# Can I block off my EGR valve?



## mscar111 (Mar 15, 2018)

If I block off my EGR valve, will the car run ok without it? or since the car is designed with it, is it going to confuse the computer and make my car run poorly?


----------



## smj999smj (Jan 1, 2006)

Yes, but keep in mind that the EGR valve does have a purpose in that it is used to control combustion chamber temperatures which helps prevent detonation and reduce NOx emissions. Will it run okay?: yes, but you will have the check engine light coming "on" because the ECM will see that the EGR system is not working.


----------



## mscar111 (Mar 15, 2018)

smj999smj said:


> Yes, but keep in mind that the EGR valve does have a purpose in that it is used to control combustion chamber temperatures which helps prevent detonation and reduce NOx emissions. Will it run okay?: yes, but you will have the check engine light coming "on" because the ECM will see that the EGR system is not working.


Correct me if I'm wrong, but doesn't it regulate the combustion chamber temps by replacing some of the cold air by recirculating nasty hot exhaust back into the chamber, thus causing the explosion inside the chamber to be smaller and at lower temperatures? So for example (I don't know the amounts) but lets say there is 20% gas, and 80% cold air inside the chamber, and with the EGR valve working, it becomes 20% gas, 70% cold air, and 10% hot exhaust. From my understanding, exhaust is not flammable or at least it's not as good as adding more air and gas to the mixture, and by taking up room in the chamber with something that isn't flammable or not as flammable, your essentially making your chamber smaller by taking up room, and also creating a smaller and cooler explosion that will cause your piston to slow down on when going down.
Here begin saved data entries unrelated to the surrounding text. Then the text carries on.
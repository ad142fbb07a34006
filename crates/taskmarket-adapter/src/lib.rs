/*
[INPUT]:  Crate modules and public type definitions
[OUTPUT]: Public task marketplace adapter crate surface
[POS]:    Crate root - module wiring
[UPDATE]: When public modules or exports change
*/

pub mod auth;
pub mod decode;
pub mod http;
pub mod types;

// Re-export commonly used types from auth
pub use auth::{
    Ed25519Signer,
    MockSigner,
    PemWallet,
    TransactionSigner,
};

// Re-export commonly used types from http
pub use http::{
    build_post_task_call,
    ClientConfig,
    GatewayClient,
    MarketError,
    PostTask,
    Result,
    WorkerClient,
    DEFAULT_WORKER_URL,
};

// Re-export all types
pub use types::*;

// Re-export the boundary decode helpers
pub use decode::{decode_status, number_field, string_field};
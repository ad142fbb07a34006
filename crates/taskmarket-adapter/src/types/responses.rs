/*
[INPUT]:  Gateway and worker schema definitions and serde requirements
[OUTPUT]: Typed Rust response structs with serialization support
[POS]:    Data layer - type definitions for gateway and worker communication
[UPDATE]: When API schema changes or new types added
*/

use serde::{Deserialize, Serialize};
use serde_json::Value;

use crate::http::{MarketError, Result};

/// Every gateway response arrives wrapped as `{data, error, code}`.
#[derive(Debug, Clone, PartialEq, Serialize, Deserialize)]
pub struct GatewayEnvelope<T> {
    #[serde(default = "Option::default")]
    pub data: Option<T>,
    #[serde(default)]
    pub error: String,
    #[serde(default)]
    pub code: String,
}

impl<T> GatewayEnvelope<T> {
    pub fn into_result(self) -> Result<T> {
        if !self.error.is_empty() {
            return Err(MarketError::Gateway { message: self.error });
        }
        self.data
            .ok_or_else(|| MarketError::InvalidResponse("gateway response missing data".to_string()))
    }
}

#[derive(Debug, Clone, PartialEq, Serialize, Deserialize)]
pub struct NetworkConfigData {
    pub config: NetworkConfig,
}

/// Chain parameters threaded explicitly into the creation flow.
#[derive(Debug, Clone, PartialEq, Serialize, Deserialize)]
pub struct NetworkConfig {
    #[serde(rename = "erd_chain_id")]
    pub chain_id: String,
    #[serde(rename = "erd_min_gas_price")]
    pub min_gas_price: u64,
}

#[derive(Debug, Clone, PartialEq, Serialize, Deserialize)]
pub struct AccountData {
    pub account: Account,
}

#[derive(Debug, Clone, PartialEq, Serialize, Deserialize)]
pub struct Account {
    #[serde(default)]
    pub address: String,
    pub nonce: u64,
    #[serde(default)]
    pub balance: String,
}

#[derive(Debug, Clone, PartialEq, Serialize, Deserialize)]
pub struct SendTransactionData {
    #[serde(rename = "txHash")]
    pub tx_hash: String,
}

/// Contract query response after external decoding. `return_data` values are
/// loosely typed; the decode module normalizes them.
#[derive(Debug, Clone, PartialEq, Serialize, Deserialize)]
pub struct QueryResponse {
    #[serde(rename = "returnCode")]
    pub return_code: String,
    #[serde(default, rename = "returnMessage")]
    pub return_message: String,
    #[serde(default, rename = "returnData")]
    pub return_data: Vec<Value>,
}

/// Successful worker hand-off: the submission transaction hash.
#[derive(Debug, Clone, PartialEq, Serialize, Deserialize)]
pub struct WorkerReceipt {
    #[serde(rename = "txHash")]
    pub tx_hash: String,
}

/// Worker error body; `message` is optional on purpose.
#[derive(Debug, Clone, Default, PartialEq, Serialize, Deserialize)]
pub struct WorkerFailure {
    #[serde(default)]
    pub message: Option<String>,
}

#[cfg(test)]
mod tests {
    use super::*;

    #[test]
    fn envelope_with_error_converts_to_gateway_error() {
        let envelope: GatewayEnvelope<SendTransactionData> = serde_json::from_str(
            r#"{"data": null, "error": "transaction generation failed", "code": "internal_issue"}"#,
        )
        .expect("envelope should deserialize");

        let err = envelope.into_result().expect_err("expected gateway error");
        assert!(matches!(err, MarketError::Gateway { .. }));
    }

    #[test]
    fn envelope_without_data_is_invalid() {
        let envelope: GatewayEnvelope<SendTransactionData> =
            serde_json::from_str(r#"{"error": "", "code": "successful"}"#)
                .expect("envelope should deserialize");

        let err = envelope.into_result().expect_err("expected invalid response");
        assert!(matches!(err, MarketError::InvalidResponse(_)));
    }

    #[test]
    fn envelope_with_data_unwraps() {
        let envelope: GatewayEnvelope<SendTransactionData> = serde_json::from_str(
            r#"{"data": {"txHash": "0xabc"}, "error": "", "code": "successful"}"#,
        )
        .expect("envelope should deserialize");

        let data = envelope.into_result().expect("data");
        assert_eq!(data.tx_hash, "0xabc");
    }
}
To me it seems like all your doing is decreasing RPM, putting more strain on your engine, gunking it up with nasty exhaust, and only delaying the exhaust from exiting the engine because it's not going to disappear.

My only concern is that I'll have to remap my ECM because the car will have to account for it not working, or maybe the car has already put itself into some type of safe mode because now the timing and force of the pistons aren't matching up to what it thinks it should be doing.


----------



## smj999smj (Jan 1, 2006)

Well, first, keep in mind modern EGR systems are a lot better than they were when they came out in the '60s. Inert exhaust gas is only added under certain condition, essentially during light acceleration and cruising conditions but not during wide open throttle, at idle or when the engine is still cold. Also, when it is uses, only a very minute amount of inert exhaust gas enters the combustion chamber and no where near 10% of the mixture. 
The big issue is combustion chamber temperatures; when the reach around 2500 degrees F. and above, which does occur, oxides of nitrogen are created (which are bad for the environment). Also, temperatures above 2500 degree F., the air/fuel mixture can spontaneously combust (much like in a diesel engine) and can cause pre-ignition, valve clatter and subsequent engine damage. Prolonged exposure to pre-ignition detonation can lead to the pitting of piston tops and eventual burn-through. So, one can see why a properly functioning, modern EGR system is a good thing! Of course, there is a compromise. As you pointed out, exhaust gas, even in very small amounts, does contain carbon that can clog those EGR passages and cause varnishing of the throttle body, so a little additional maintenance is required every so often. 
If you do go ahead and block off the EGR, you shouldn't have to do any ECM re-mapping as far as drivability, but the ECM will still see the system not working and trigger the EGR trouble code(s) and turn on the CEL.


----------